After graduation, she worked at Back Forty Beer Company in the quality control lab and production facility, but felt the urge to see the world. In 2013, she accepted a position at Nestlé in the Supply Chain Development Program. Miller moved to Los Angeles three days before Auburn played Florida State in the NCAA Football National Championship.
“It was amazing moving to a city on the other side of the country and arriving to the airport full of Auburn fans — it was as if the whole Auburn Family was helping me move!”
When she was not tailgating with the Los Angeles Auburn Club, Miller toured the Midwest sourcing for wheat and egg producers, one of her various roles in commodities procurement. After four years in L.A., she was promoted to her current role in 2017, which required her moving near Nestlé’s headquarters in Vevey, Switzerland.
As a global buyer — “the perfect combination of food science and supply chain,” she says — Miller acquires specific ingredients from around the world for thousands of Nestlé products.
“My main focus is on probiotics, prebiotic fibers, stevia, and omega-3-rich oils. We use these ingredients across many product ranges, from confections and ice cream to medical nutrition and infant formula. Even in pet food!”
A “typical day” for Miller might consist of making conference calls to Indonesia and Thailand, working with European colleagues throughout the day, then video meetings with partners in the U.S. and South America in the afternoon. In the past, work has taken her across the globe to places like France, the Netherlands, Germany, Italy, Belgium and China.
Working with so many different cultures and languages posed a challenge at first, but after taking a class on cross-cultural communication, Miller learned that “communication is not what you say, communication is what is understood.” Learning to speak simpler English with no slang or idioms not only improves her work process, but it brings her closer to her international colleagues.

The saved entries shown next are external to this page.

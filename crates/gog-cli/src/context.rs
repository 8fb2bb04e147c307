//! Process state shared by all commands
//!
//! Configuration is read from the environment exactly once, here. Commands
//! receive a [`Context`] and never consult the environment themselves.

use std::path::PathBuf;

use colored::Colorize;
use gog_core::store::repo_name;
use gog_core::{Config, RepositoryStore};
use gog_git::GitCli;

use crate::error::Result;

/// Configuration plus the git implementation to use.
pub struct Context {
    pub config: Config,
    pub git: GitCli,
}

impl Context {
    /// Build the context from the process environment.
    pub fn from_env() -> Result<Self> {
        let config = Config::from_env()?;
        tracing::debug!(
            home = %config.home_dir.display(),
            base_dir = %config.base_dir.display(),
            backups_disabled = config.backups_disabled,
            "Loaded configuration"
        );
        Ok(Self::new(config))
    }

    pub fn new(config: Config) -> Self {
        Self {
            config,
            git: GitCli::new(),
        }
    }

    /// The repository store, creating the base directory if needed.
    pub fn store(&self) -> Result<RepositoryStore<'_>> {
        Ok(RepositoryStore::from_config(&self.config, &self.git)?)
    }

    /// Resolve the repository a command operates on and announce it.
    pub fn open_repository(&self, name: Option<&str>) -> Result<PathBuf> {
        let root = self.store()?.root_path(name)?;
        println!("{} {}", "Repository:".bold(), repo_name(&root).cyan());
        Ok(root)
    }
}
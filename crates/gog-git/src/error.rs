//! Error types for gog-git

use std::path::PathBuf;
use std::process::ExitStatus;

/// Result type for gog-git operations
pub type Result<T> = std::result::Result<T, Error>;

/// Errors that can occur in gog-git operations
#[derive(Debug, thiserror::Error)]
pub enum Error {
    #[error("Git error: {0}")]
    Git(#[from] git2::Error),

    #[error("Failed to run git in {cwd}: {source}")]
    Spawn {
        cwd: PathBuf,
        #[source]
        source: std::io::Error,
    },

    #[error("`git {args}` failed in {cwd} ({status})")]
    CommandFailed {
        cwd: PathBuf,
        args: String,
        status: ExitStatus,
    },
}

“I recently had a Japanese supplier thank me for not using contractions. I’d never thought about how similar ‘can’ and ‘can’t’ could sound in a conversation.
It is an ongoing practice of perfecting my communicating methods, but I see the results in improved relationships and tackling any problems together quickly.”
Often, Miller buys ingredients used for a specific purpose, like fish oil for brain development and various probiotics or prebiotics for gut health. Nestlé has partnered with scientists and farmers around the world, sending individuals like Miller to inspect products and make wholesale purchases.
“I’m a nerd when it comes to seeing supplier facilities. I ask a plethora of questions and try to learn as much as I can about what I’m buying. I love learning the steps needed to convert a chicory root into a prebiotic fiber or learning what parts of the fish are used to extract the purest fish oil. I’ve been to Nestlé sites producing everything from pizza, coffee, infant formula, and everything in between.”
These days, the more Miller travels, the more she sees the connections our food creates around the world. Even Rotel dip has the power to bring people together.
“Food has always been my vehicle for peace. When we can sit together and learn from each other that we are all more alike than we are different, we can impact the world.”